13-01-2017

 | ON A VU

La Traversée : Retour de bagne d’un communard déporté

Gérard Hamon fait le pari de reconstituer le journal de bord de *** ***, l’un de ces 410 communards ramenés par le Var à l’été 1879. Autour de lui dans l’un des deux faux-ponts du navire, Augustin Nicolle, Prosper Quiniou, Marc Gonthier et Paul Chibout, quatre communards réels et inconnus sur lesquels l’auteur a accumulé une documentation patiente et passionnante, impressionnante de précision et de détails.

Gérard Hamon

« Lorsque les premiers déportés sont descendus, ils ont crié : “Vive la France !” et la foule a répondu par les cris de : “Vive la France ! Vive la République !” Ces cris se sont reproduits à différentes reprises. Dans la journée, un seul cri de “Vive la Commune !” a été poussé par un marin de Port-Vendres qui est connu et aura probablement à en répondre. » (Le Journal des Débats, 3 septembre 1879)
Le 1er septembre 1879 arrive à Port-Vendres, Pyrénées-Orientales, un ancien navire militaire de transports de chevaux, reconverti et employé depuis une dizaine d’années à la déportation de condamnés : le Var. C’est un trois-mâts de 1900 m2 de voilure, doublés d’un puissant moteur actionnant une hélice à deux ailes doubles de quatre mètres. A son bord, 410 communards, qui après un exil en Nouvelle-Calédonie de six ou sept ans pour la plupart ont obtenu du gouvernement de la République l’amnistie  ; ce 1er septembre ils touchent le sol français après un voyage en mer de dix semaines depuis Nouméa.

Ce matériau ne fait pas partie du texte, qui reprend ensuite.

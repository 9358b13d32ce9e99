/*!
Vietnamese syllable segmentation - `libtelex/src/parser.rs`

A Vietnamese syllable is

```text
initial consonant? + medial glide? + vowel nucleus + final consonant?
```

The segmenter splits a tone-free word into those four parts against fixed
tables. Matching is case-insensitive; the returned parts keep the case of the
input.

Notes
-----
- Initial consonants are matched greedily, longest first ("ngh" before "ng"
  before "n"), so table order matters.
- At each position of the remainder only the first matching nucleus in
  `VOWELS` is tried. Two-letter nuclei come first so diphthongs win over
  single vowels.
- "gi" and "qu" are only compound initials when the rest of the word still
  parses. Otherwise the word is re-parsed with "g"/"q" alone.
*/

use libtelex_core::utils::fold_case;
use tracing::trace;

/// Initial consonants, longest first.
pub const INITIAL_CONSONANTS: &[&str] = &[
    "ngh", "qu", "ch", "gh", "gi", "kh", "ng", "nh", "ph", "th", "tr", "b", "c", "d", "đ", "g",
    "h", "k", "l", "m", "n", "p", "q", "r", "s", "t", "v", "x",
];

/// Glides allowed between the initial consonant and the nucleus.
pub const MEDIAL_GLIDES: &[&str] = &["o", "u"];

/// Vowel nuclei, two-letter entries first.
pub const VOWELS: &[&str] = &[
    "ia", "ua", "ưa", "ya", "iê", "yê", "ươ", "uơ", "ưo", "ie", "ye", "uô", "uo", "ưô", "i", "y",
    "e", "ê", "a", "ă", "â", "u", "ư", "o", "ơ", "ô",
];

/// Final consonants (including the semivowel finals u, o, i, y).
pub const FINAL_CONSONANTS: &[&str] = &["ch", "ng", "nh", "p", "t", "c", "m", "n", "u", "o", "i", "y"];

/// Letters counted by the vowel limit.
const VOWEL_LETTERS: &str = "aeiouyăâêôơư";

/// Words with more vowel letters than this never form a syllable.
pub const MAX_VOWEL_LETTERS: usize = 3;

/// The four parts of a segmented syllable.
///
/// Concatenating the parts in order gives back the segmented word.
#[derive(Debug, Clone, Default, PartialEq, Eq)]
pub struct Syllable {
    /// Initial consonant, possibly empty.
    pub initial: String,
    /// Medial glide ("o" or "u"), possibly empty.
    pub medial: String,
    /// Vowel nucleus, never empty.
    pub nucleus: String,
    /// Final consonant, possibly empty.
    pub coda: String,
}

impl Syllable {
    /// The word this syllable was segmented from.
    pub fn text(&self) -> String {
        self.with_nucleus(&self.nucleus)
    }

    /// Rebuild the word with a different nucleus.
    pub fn with_nucleus(&self, nucleus: &str) -> String {
        self.with_parts(&self.initial, nucleus)
    }

    /// Rebuild the word with a different initial consonant and nucleus.
    pub fn with_parts(&self, initial: &str, nucleus: &str) -> String {
        let mut out = String::with_capacity(
            initial.len() + self.medial.len() + nucleus.len() + self.coda.len(),
        );
        out.push_str(initial);
        out.push_str(&self.medial);
        out.push_str(nucleus);
        out.push_str(&self.coda);
        out
    }
}

/// Word chars alongside their case-folded copy; indices line up.
struct Letters {
    chars: Vec<char>,
    folded: Vec<char>,
}

impl Letters {
    fn new(word: &str) -> Self {
        let chars: Vec<char> = word.chars().collect();
        let folded = chars.iter().copied().map(fold_case).collect();
        Self { chars, folded }
    }

    fn len(&self) -> usize {
        self.chars.len()
    }

    /// Does `entry` occur in the folded word at `at`?
    fn matches_at(&self, at: usize, entry: &str) -> bool {
        let mut idx = at;
        for ch in entry.chars() {
            if self.folded.get(idx) != Some(&ch) {
                return false;
            }
            idx += 1;
        }
        true
    }

    fn slice(&self, start: usize, end: usize) -> String {
        self.chars[start..end].iter().collect()
    }

    /// Is the folded range empty or exactly one of `table`'s entries?
    fn empty_or_in(&self, start: usize, end: usize, table: &[&str]) -> bool {
        let part = &self.folded[start..end];
        part.is_empty()
            || table
                .iter()
                .any(|entry| entry.chars().eq(part.iter().copied()))
    }
}

/// Split a tone-free word into initial, medial, nucleus and coda.
///
/// Returns `None` when no valid structure exists, even after retrying a
/// "gi"/"qu" initial as "g"/"q".
pub fn segment(word: &str) -> Option<Syllable> {
    let letters = Letters::new(word);

    let vowel_count = letters
        .folded
        .iter()
        .filter(|ch| VOWEL_LETTERS.contains(**ch))
        .count();
    if vowel_count > MAX_VOWEL_LETTERS {
        trace!(word, vowel_count, "too many vowels to segment");
        return None;
    }

    let initial_len = INITIAL_CONSONANTS
        .iter()
        .find(|initial| letters.matches_at(0, initial))
        .map_or(0, |initial| initial.chars().count());

    if let Some(syllable) = parse_remaining(&letters, initial_len) {
        return Some(syllable);
    }

    // "gi"/"qu" followed by something that only parses with the i/u in it
    let compound = &letters.folded[..initial_len];
    if compound == ['g', 'i'] || compound == ['q', 'u'] {
        trace!(word, "retrying with single-letter initial");
        return parse_remaining(&letters, 1);
    }

    None
}

/// Find the leftmost nucleus in `letters[start..]` with a valid medial before
/// it and a valid coda after it.
fn parse_remaining(letters: &Letters, start: usize) -> Option<Syllable> {
    if start >= letters.len() {
        return None;
    }

    for pos in start..letters.len() {
        let Some(nucleus) = VOWELS.iter().find(|v| letters.matches_at(pos, v)) else {
            continue;
        };
        let end = pos + nucleus.chars().count();

        // A "u" glide in front of a u/ư nucleus is the tail of "qu", not a glide
        let medial = &letters.folded[start..pos];
        if medial == ['u'] && matches!(letters.folded[pos], 'u' | 'ư') {
            continue;
        }

        if letters.empty_or_in(start, pos, MEDIAL_GLIDES)
            && letters.empty_or_in(end, letters.len(), FINAL_CONSONANTS)
        {
            return Some(Syllable {
                initial: letters.slice(0, start),
                medial: letters.slice(start, pos),
                nucleus: letters.slice(pos, end),
                coda: letters.slice(end, letters.len()),
            });
        }
    }

    None
}

#[cfg(test)]
mod tests {
    use super::*;

    fn parts(word: &str) -> Option<(String, String, String, String)> {
        segment(word).map(|s| (s.initial, s.medial, s.nucleus, s.coda))
    }

    fn p(i: &str, m: &str, n: &str, c: &str) -> Option<(String, String, String, String)> {
        Some((i.into(), m.into(), n.into(), c.into()))
    }

    #[test]
    fn single_vowel() {
        assert_eq!(parts("a"), p("", "", "a", ""));
    }

    #[test]
    fn longest_initial_wins() {
        assert_eq!(parts("nghiêng"), p("ngh", "", "iê", "ng"));
        assert_eq!(parts("nhanh"), p("nh", "", "a", "nh"));
        assert_eq!(parts("tiêng"), p("t", "", "iê", "ng"));
    }

    #[test]
    fn medial_glide() {
        assert_eq!(parts("hoa"), p("h", "o", "a", ""));
        assert_eq!(parts("thuân"), p("th", "u", "â", "n"));
    }

    #[test]
    fn diphthong_preferred_over_single_vowel() {
        assert_eq!(parts("thương"), p("th", "", "ươ", "ng"));
        assert_eq!(parts("mua"), p("m", "", "ua", ""));
    }

    #[test]
    fn gi_and_qu_fallback() {
        assert_eq!(parts("gia"), p("gi", "", "a", ""));
        assert_eq!(parts("gi"), p("g", "", "i", ""));
        assert_eq!(parts("gin"), p("g", "", "i", "n"));
        assert_eq!(parts("quôc"), p("qu", "", "ô", "c"));
        assert_eq!(parts("qu"), p("q", "", "u", ""));
    }

    #[test]
    fn keeps_input_case() {
        assert_eq!(parts("NGHIÊNG"), p("NGH", "", "IÊ", "NG"));
        assert_eq!(parts("Đươc"), p("Đ", "", "ươ", "c"));
    }

    #[test]
    fn u_glide_before_u_nucleus_rejected() {
        assert_eq!(parts("tuua"), None);
    }

    #[test]
    fn rejects_invalid_structure() {
        assert_eq!(parts(""), None);
        assert_eq!(parts("d"), None);
        assert_eq!(parts("xyz"), None);
        assert_eq!(parts("ab"), None);
        assert_eq!(parts("khuyeen"), None);
        assert_eq!(parts("a1"), None);
    }

    #[test]
    fn text_reassembles_word() {
        let syllable = segment("Thuyên").expect("segments");
        assert_eq!(syllable.text(), "Thuyên");
        assert_eq!(syllable.with_nucleus("yế"), "Thuyến");
        assert_eq!(syllable.with_parts("Kh", "yê"), "Khuyên");
    }
}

Pont du navire, et cellules, côtes somaliennes entre-aperçues, port de Suez – ou souvenirs des rues de Paris sous le feu, huit ans plutôt… Ce livre nous embarque dans un voyage long et lent, propice à la réflexion et à l’observation – ou au souvenir –, sous une chaleur souvent étouffante. C’est un voyage de libération et d’amnistie.

C’est un voyage en direction de la France.

L’auteur

Gérard Hamon a été professeur de mathématiques en France et en Afrique. Il a publié des ouvrages sur des sujets aussi divers que les mathématiques de la Renaissance italienne, l’histoire de l’algèbre arabe et celle des nombres complexes. C’est à l’occasion de recherches en archives qu’il a rencontré la figure de *** ***, communard originaire d’une commune d’Ille-et-Vilaine et déporté en Nouvelle-Calédonie. Il s’est alors lancé dans un travail minutieux de recherche qui l’a conduit à écrire La Traversée et à rendre ainsi hommage à tous ceux qui se sont battus pour la Commune.